Abstract

Aim. To compare two strengths of a fixed drug combination (FDC) containing metoprolol XL and amlodipine (metoprolol/amlodipine 50/5; and metoprolol/amlodipine 25/2.5) with its components in hypertension. Methods. We conducted this multicentre, randomized, open-label, trial in Indian patients with hypertension (140–180 mmHg/90–114 mmHg) in 11 centres from nine cities.

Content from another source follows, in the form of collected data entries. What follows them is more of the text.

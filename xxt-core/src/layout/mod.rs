//! Data layouts produced by the factorization
//!
//! Separator information is the symbolic half of a factorization, the packed
//! column store its numeric half.

pub mod separator;
pub mod store;

pub use separator::{LevelSeparator, SeparatorInfo, Side};
pub use store::{ColumnWindow, FactorStore, GrowableBuffer};
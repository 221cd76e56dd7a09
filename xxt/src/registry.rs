//! Process-local handle registry
//!
//! Handle ids are checked for agreement across the communicator, so every
//! process must issue them in the same collective order. One registry per
//! process, shared by all handles it creates.

use std::sync::atomic::{AtomicU64, AtomicUsize, Ordering};
use std::sync::Arc;

use xxt_core::Hypercube;

use crate::handle::XxtSolver;

#[derive(Debug, Default)]
struct RegistryState {
    issued: AtomicU64,
    outstanding: AtomicUsize,
}

/// Issues handle ids and counts live handles
#[derive(Debug, Clone, Default)]
pub struct HandleRegistry {
    state: Arc<RegistryState>,
}

impl HandleRegistry {
    /// Create an empty registry
    pub fn new() -> Self {
        Self::default()
    }

    /// Create an empty solver handle bound to `comm`
    pub fn create<C: Hypercube>(&self, comm: C) -> XxtSolver<C> {
        XxtSolver::new(self, comm)
    }

    /// Issue the next id (ids start at 1)
    pub(crate) fn issue(&self) -> u64 {
        self.state.outstanding.fetch_add(1, Ordering::SeqCst);
        self.state.issued.fetch_add(1, Ordering::SeqCst) + 1
    }

    /// Return a handle's slot
    pub(crate) fn release(&self) {
        self.state.outstanding.fetch_sub(1, Ordering::SeqCst);
    }

    /// Number of ids issued so far
    pub fn issued(&self) -> u64 {
        self.state.issued.load(Ordering::SeqCst)
    }

    /// Number of handles not yet dropped
    pub fn outstanding(&self) -> usize {
        self.state.outstanding.load(Ordering::SeqCst)
    }
}
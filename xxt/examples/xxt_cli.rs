#[cfg(feature = "cli")]
use clap::{Parser, ValueEnum};

#[cfg(feature = "cli")]
use xxt::gallery::{block_owner, GlobalMatrix};
#[cfg(feature = "cli")]
use xxt::{FactorConfig, HandleRegistry, Hypercube, ThreadCluster, XxtError, XxtStats};

#[cfg(feature = "cli")]
#[derive(Parser)]
#[command(author, version, about, long_about = None)]
#[command(about = "XXT CLI - Factor and solve a model Laplacian on simulated processes")]
struct Cli {
    /// Number of simulated processes (power of two)
    #[arg(short, long, default_value_t = 4)]
    processes: usize,

    /// Grid points per dimension
    #[arg(short, long, default_value_t = 32)]
    size: usize,

    /// Model problem
    #[arg(long, value_enum, default_value_t = Problem::Laplace2d)]
    problem: Problem,

    /// Number of solves with the same factor
    #[arg(long, default_value_t = 1)]
    solves: usize,

    /// JSON file with a factor configuration
    #[arg(long)]
    config: Option<std::path::PathBuf>,

    /// Print statistics as JSON
    #[arg(long)]
    json: bool,
}

#[cfg(feature = "cli")]
#[derive(Clone, Copy, ValueEnum)]
enum Problem {
    /// tridiag(-1, 2, -1)
    Laplace1d,
    /// Five-point stencil
    Laplace2d,
}

#[cfg(feature = "cli")]
fn main() -> std::process::ExitCode {
    let cli = Cli::parse();
    let start_time = std::time::Instant::now();

    match run(&cli) {
        Ok((stats, residual)) => {
            if cli.json {
                match serde_json::to_string_pretty(&stats) {
                    Ok(json) => println!("{json}"),
                    Err(e) => {
                        eprintln!("Error: {e}");
                        return std::process::ExitCode::FAILURE;
                    }
                }
            } else {
                println!("{stats}");
                println!("max residual |b - A·x| = {residual:.3e}");
            }
            let elapsed = start_time.elapsed();
            println!("Completed in {elapsed:.2?}");
            std::process::ExitCode::SUCCESS
        }
        Err(message) => {
            eprintln!("Error: {message}");
            std::process::ExitCode::FAILURE
        }
    }
}

#[cfg(feature = "cli")]
fn run(cli: &Cli) -> Result<(XxtStats, f64), String> {
    let config = match &cli.config {
        Some(path) => {
            let text = std::fs::read_to_string(path)
                .map_err(|e| format!("cannot read {}: {e}", path.display()))?;
            FactorConfig::from_json(&text).map_err(|e| format!("invalid config: {e}"))?
        }
        None => FactorConfig::default(),
    };

    let matrix = match cli.problem {
        Problem::Laplace1d => GlobalMatrix::laplacian_1d(cli.size),
        Problem::Laplace2d => GlobalMatrix::laplacian_2d(cli.size, cli.size),
    };
    let n = matrix.size();
    let owner = block_owner(n, cli.processes);
    let rhs = vec![1.0; n];

    let pieces = ThreadCluster::new(cli.processes)
        .run(|comm| {
            let problem = matrix.distribute(&owner, comm.rank());
            let registry = HandleRegistry::new();
            let mut solver = registry.create(comm).with_config(config.clone());
            let m = problem.m();
            solver.factor(&problem.local2global, problem.n, m, problem.matrix.clone())?;

            let b = problem.restrict(&rhs);
            let mut x = vec![0.0; problem.n];
            for _ in 0..cli.solves.max(1) {
                solver.solve(&b, &mut x)?;
            }
            let stats = solver.stats()?;
            Ok::<_, XxtError>((problem.local2global[..problem.n].to_vec(), x, stats))
        })
        .map_err(|e| e.to_string())?;

    let mut x = vec![0.0; n];
    let mut stats = None;
    for piece in pieces {
        let (owned, local, piece_stats) = piece.map_err(|e| e.to_string())?;
        for (gid, value) in owned.into_iter().zip(local) {
            x[gid as usize] = value;
        }
        stats.get_or_insert(piece_stats);
    }

    let residual = matrix
        .apply(&x)
        .iter()
        .zip(&rhs)
        .map(|(ax, b)| (b - ax).abs())
        .fold(0.0, f64::max);
    let stats = stats.ok_or_else(|| "no processes ran".to_string())?;
    Ok((stats, residual))
}

#[cfg(not(feature = "cli"))]
fn main() {
    eprintln!("This example requires the 'cli' feature to be enabled.");
    eprintln!("Run with: cargo run --features cli --example xxt_cli");
    std::process::exit(1);
}
//! Factorization statistics gathered across processes

use std::fmt;

use xxt_core::{Hypercube, ReduceOp, Result, SubCube};

/// Minimum, maximum and mean of one quantity over all processes
#[derive(Debug, Clone, Copy, PartialEq, Default)]
#[cfg_attr(feature = "serde", derive(serde::Serialize, serde::Deserialize))]
pub struct Summary {
    pub min: f64,
    pub max: f64,
    pub avg: f64,
}

impl Summary {
    /// Summarise each entry of `local` over `cube`
    pub fn collect<C: Hypercube>(comm: &C, cube: SubCube, local: &[f64]) -> Result<Vec<Summary>> {
        let mut min = local.to_vec();
        let mut max = local.to_vec();
        let mut sum = local.to_vec();
        comm.reduce(&mut min, ReduceOp::Min, cube)?;
        comm.reduce(&mut max, ReduceOp::Max, cube)?;
        comm.reduce(&mut sum, ReduceOp::Sum, cube)?;

        let count = cube.size() as f64;
        Ok(min
            .into_iter()
            .zip(max)
            .zip(sum)
            .map(|((min, max), sum)| Summary {
                min,
                max,
                avg: sum / count,
            })
            .collect())
    }
}

/// Per-process factor sizes and solve counters of one handle
#[derive(Debug, Clone, PartialEq)]
#[cfg_attr(feature = "serde", derive(serde::Serialize, serde::Deserialize))]
pub struct XxtStats {
    /// Number of processes
    pub processes: usize,
    /// Top separator level
    pub level: u32,
    /// Unique global dofs
    pub n_global: usize,
    /// Owned rows
    pub rows: Summary,
    /// Factor columns
    pub columns: Summary,
    /// Stored factor values
    pub nnz: Summary,
    /// Packed buffer capacity
    pub capacity: Summary,
    /// Largest message a solve exchanges
    pub message_size: Summary,
    /// Solves run on this process
    pub solves: usize,
    /// Accumulated solve time in seconds
    pub solve_time: Summary,
}

impl fmt::Display for XxtStats {
    fn fmt(&self, f: &mut fmt::Formatter<'_>) -> fmt::Result {
        writeln!(
            f,
            "XXT on {} processes (level {}), {} global dofs",
            self.processes, self.level, self.n_global
        )?;
        writeln!(f, "{:<14} {:>12} {:>12} {:>12}", "", "min", "max", "avg")?;
        let rows = [
            ("rows", &self.rows),
            ("columns", &self.columns),
            ("nnz", &self.nnz),
            ("capacity", &self.capacity),
            ("message size", &self.message_size),
            ("solve time", &self.solve_time),
        ];
        for (name, summary) in rows {
            writeln!(
                f,
                "{:<14} {:>12.4e} {:>12.4e} {:>12.4e}",
                name, summary.min, summary.max, summary.avg
            )?;
        }
        write!(f, "{} solves", self.solves)
    }
}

Eligible patients (n = 402) were randomized into one of five treatment groups (metoprolol XL 50 mg + amlodipine 5 mg, metoprolol XL 25 mg + amlodipine 2.5 mg, metoprolol XL 50 mg, metoprolol XL 25 mg or amlodipine 5 mg) and treated for 8 weeks with five follow-up visits to record blood pressure (BP) and clinical status. Results. At baseline, treatment groups were well balanced; mean ± SD BP was 154.87 ± 11.91/96.63 ± 6.97 mmHg. The greatest reduction in BP from baseline to 8 weeks was seen in the high-dose FDC group (23.61/14.91 mmHg; p < 0.001). The remaining 4 groups too demonstrated a significant reduction (p < 0.001): low-dose FDC − 22.29/ − 14.66; metoprolol 50, − 23.17/ − 13.37; metoprolol 25, − 18.41/ − 12.50 and amlodipine 5, − 23.01/ − 13.08. BP reductions by FDCs, however, were not statistically superior to monotherapies. Responder rates (sitting diastolic BP < 90 mmHg or reduction ≥ 10 mmHg) were 93% in the high-dose FDC group and 97% in the low-dose FDC group, and control rates (sitting BP < 140/90 mmHg) were 66% and 58%, respectively. These rates were higher than that seen in individual components. There were no reports of serious adverse events related to study medications. One each from the low-dose FDC and metoprolol 25 mg group discontinued because of adverse events. Conclusions. FDCs of metoprolol and amlodipine are effective and safe in mild to moderate hypertension.